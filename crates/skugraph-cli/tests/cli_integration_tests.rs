//! CLI integration tests

use assert_cmd::Command;
use predicates::prelude::*;

#[test]
fn test_help_lists_subcommands() {
    Command::cargo_bin("skugraph")
        .unwrap()
        .arg("--help")
        .assert()
        .success()
        .stdout(predicate::str::contains("categorize"))
        .stdout(predicate::str::contains("seed"))
        .stdout(predicate::str::contains("stats"))
        .stdout(predicate::str::contains("config"));
}

#[test]
fn test_categorize_requires_description() {
    Command::cargo_bin("skugraph")
        .unwrap()
        .arg("categorize")
        .assert()
        .failure()
        .stderr(predicate::str::contains("DESCRIPTION"));
}

#[test]
fn test_unknown_subcommand_fails() {
    Command::cargo_bin("skugraph")
        .unwrap()
        .arg("frobnicate")
        .assert()
        .failure();
}

#[test]
fn test_version_flag() {
    Command::cargo_bin("skugraph")
        .unwrap()
        .arg("--version")
        .assert()
        .success()
        .stdout(predicate::str::contains("skugraph"));
}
= = = = =
To complete this exercise, set down every line above exactly once more.

filename crates/skugraph-cli/tests/cli_integration_tests.rs
//! CLI integration tests

use assert_cmd::Command;
use predicates::prelude::*;

#[test]
fn test_help_lists_subcommands() {
    Command::cargo_bin("skugraph")
        .unwrap()
        .arg("--help")
        .assert()
        .success()
        .stdout(predicate::str::contains("categorize"))
        .stdout(predicate::str::contains("seed"))
        .stdout(predicate::str::contains("stats"))
        .stdout(predicate::str::contains("config"));
}

#[test]
fn test_categorize_requires_description() {
    Command::cargo_bin("skugraph")
        .unwrap()
        .arg("categorize")
        .assert()
        .failure()
        .stderr(predicate::str::contains("DESCRIPTION"));
}

#[test]
fn test_unknown_subcommand_fails() {
    Command::cargo_bin("skugraph")
        .unwrap()
        .arg("frobnicate")
        .assert()
        .failure();
}

#[test]
fn test_version_flag() {
    Command::cargo_bin("skugraph")
        .unwrap()
        .arg("--version")
        .assert()
        .success()
        .stdout(predicate::str::contains("skugraph"));
}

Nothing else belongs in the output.